Nwaobi and Smith have examined the effects of sitting in an adaptive and non-adaptive chair, on respiratory functions in eight spastic non-ambulatory children with CP between the ages 5 and 12 years (
19). It was concluded that the adaptive sitting chair provided better upright posture and alignment, therefore, they reported that the vital capacity (VC), forced expiratory volume in 1 second (FEV1), and expiratory time parameters of children with CP, were better. Therefore, the adaptive siting system increase the physical capacity of the thorax and abdomen, leads to a better control of the respiratory muscles, and minimize the airway obstruction with the provision of postural straightness.
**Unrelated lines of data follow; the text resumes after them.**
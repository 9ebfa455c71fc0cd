//! Namespaces: isolated universes of loaded files.
//!
//! Every file belongs to exactly one namespace; two namespaces never share
//! a file except for the interpreter itself. A namespace carries the
//! global lookup scope, the remap tables, observer callbacks and the saved
//! argc/argv/envp constructors receive.

use crate::file::{Event, ImageId};
use alloc::ffi::CString;
use alloc::vec::Vec;
use core::ffi::{c_char, CStr};

/// Rewrites one symbol (and optionally its version) to another during
/// lookups in this namespace.
pub struct SymbolRemap {
    pub src_name: CString,
    pub src_ver_name: Option<CString>,
    pub dst_name: CString,
    pub dst_ver_name: Option<CString>,
}

/// Rewrites one library name to another during dependency resolution,
/// e.g. `libdl.so.2` to the engine's own binary.
pub struct LibRemap {
    pub src: CString,
    pub dst: CString,
}

/// Lifecycle callback registered on a namespace.
pub type Observer = fn(ImageId, Event);

/// One namespace.
pub struct Namespace {
    /// Files contributing to unqualified lookups, in insertion order.
    pub global_scope: Vec<ImageId>,
    pub symbol_remaps: Vec<SymbolRemap>,
    pub lib_remaps: Vec<LibRemap>,
    pub observers: Vec<Observer>,
    /// Arguments passed to every DT_INIT/DT_INIT_ARRAY function, the way
    /// libc startup code expects them.
    pub argc: i32,
    pub argv: *const *const c_char,
    pub envp: *const *const c_char,
}

impl Namespace {
    pub fn new(argc: i32, argv: *const *const c_char, envp: *const *const c_char) -> Namespace {
        Namespace {
            global_scope: Vec::new(),
            symbol_remaps: Vec::new(),
            lib_remaps: Vec::new(),
            observers: Vec::new(),
            argc,
            argv,
            envp,
        }
    }

    /// Apply the library remap table to a DT_NEEDED name.
    pub fn remap_lib<'a>(&'a self, name: &'a CStr) -> &'a CStr {
        for remap in &self.lib_remaps {
            if remap.src.as_c_str() == name {
                return remap.dst.as_c_str();
            }
        }
        name
    }

    /// Apply the symbol remap table to a lookup query.
    pub fn remap_symbol<'a>(
        &'a self,
        name: &'a CStr,
        ver_name: Option<&'a CStr>,
    ) -> (&'a CStr, Option<&'a CStr>) {
        for remap in &self.symbol_remaps {
            if remap.src_name.as_c_str() != name {
                continue;
            }
            if let Some(src_ver) = &remap.src_ver_name {
                if ver_name != Some(src_ver.as_c_str()) {
                    continue;
                }
            }
            return (
                remap.dst_name.as_c_str(),
                remap.dst_ver_name.as_deref().or(ver_name),
            );
        }
        (name, ver_name)
    }

    /// Deliver a lifecycle event to every registered observer.
    pub fn notify(&self, id: ImageId, event: Event) {
        for observer in &self.observers {
            observer(id, event);
        }
    }
}

#[cfg(test)]
mod tests {
    use super::*;
    use core::ptr::null;

    fn ns() -> Namespace {
        Namespace::new(0, null(), null())
    }

    #[test]
    fn lib_remap_rewrites_known_names_only() {
        let mut ns = ns();
        ns.lib_remaps.push(LibRemap {
            src: c"libdl.so.2".into(),
            dst: c"ldso".into(),
        });
        assert_eq!(ns.remap_lib(c"libdl.so.2"), c"ldso");
        assert_eq!(ns.remap_lib(c"libc.so.6"), c"libc.so.6");
    }

    #[test]
    fn symbol_remap_honors_version_filter() {
        let mut ns = ns();
        ns.symbol_remaps.push(SymbolRemap {
            src_name: c"malloc".into(),
            src_ver_name: Some(c"GLIBC_2.2.5".into()),
            dst_name: c"vdl_malloc".into(),
            dst_ver_name: None,
        });
        let (name, _) = ns.remap_symbol(c"malloc", Some(c"GLIBC_2.2.5"));
        assert_eq!(name, c"vdl_malloc");
        let (name, _) = ns.remap_symbol(c"malloc", None);
        assert_eq!(name, c"malloc");
    }
}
In another study, Barks and Davenport examined the effect of wheelchair components on respiratory function in children with CP (
18). They stated that the upper extremity support or side trunk supports on the wheelchair provided a reduction in airway resistance and better ventilation of the lungs by positioning the trunk in a straight position. These studies included non-ambulatory children with CP who were severely involved. On the other hand, we found that the trunk control was positively associated with the MIP and MEP score in children with spastic CP in better functional levels according to GMFCS. In particular, an increase in the TCMS score by one point lead to an average increase of 0.094 cm H
2O in the MIP score and 0.1 cm H
2O in the MEP score. This result may be related to the increased trunk control as well as the reduced airway resistance and abdominal load, increased thoracic expansion, and better functioning of the inspiratory and expiratory muscles, which is parallel to the findings in the literature (
18,
19).
Deficiency in respiratory functions in children with CP can also affect ADLs. To the best of our knowledge, there is only one study investigating the relationship between the respiratory functions and ADLs in children with CP (
21). In the present study, MIP and MEP scores were correlated with the FSS-SS and the CAS-SS of PEDI. These results seem to be similar to the study done by Wang et al. (
21), and it is thought that this research is important in showing that the caregivers also agree with this result. There was no correlation between the respiratory muscle strength and the FSS-MS, and the CAS-MS of PEDI. Assessment of other pulmonary functions such as respiratory muscle endurance as well as respiratory muscle strength may also provide important information regarding the mobility level of the children. In addition, since the study group consisted of children with better GMFCS levels and MIP scores, this may also affect the mobility functions of the children. These results show that children with better respiratory muscle strength perform better in self-care and need less caregiver assistance in their daily living activities. Therefore, the inclusion of the respiratory physiotherapy programs in the early rehabilitation approaches may contribute to the level of independence in the ADLs. The trunk control was assessed with TCMS, which is costless and can be applied easily in all clinics. The lack of evaluation tools such as 3D gait analysis systems, including the trunk or electromyographic systems that directly assess muscles instead of TCMS, can be accepted as a limitation of this study. In addition, the non-evaluation of children's aerobic capacities in this research may be considered as a limitation. We included the children with CP with better GMFCS levels in the present study. Future studies should investigate the relationship between the trunk control and respiratory muscle strength in GMFCS levels III-V children with CP whose functional limitations are higher.
In conclusion, trunk control may affect many parameters even in children with CP who’s GMFCS levels are 1 and 2. These results indicate that more attention should be paid to the trunk control in physiotherapy and rehabilitation programs of children with CP. In addition, respiratory muscle strength, which has an important correlation with the trunk control and ADLs, should not be neglected in the rehabilitation programs.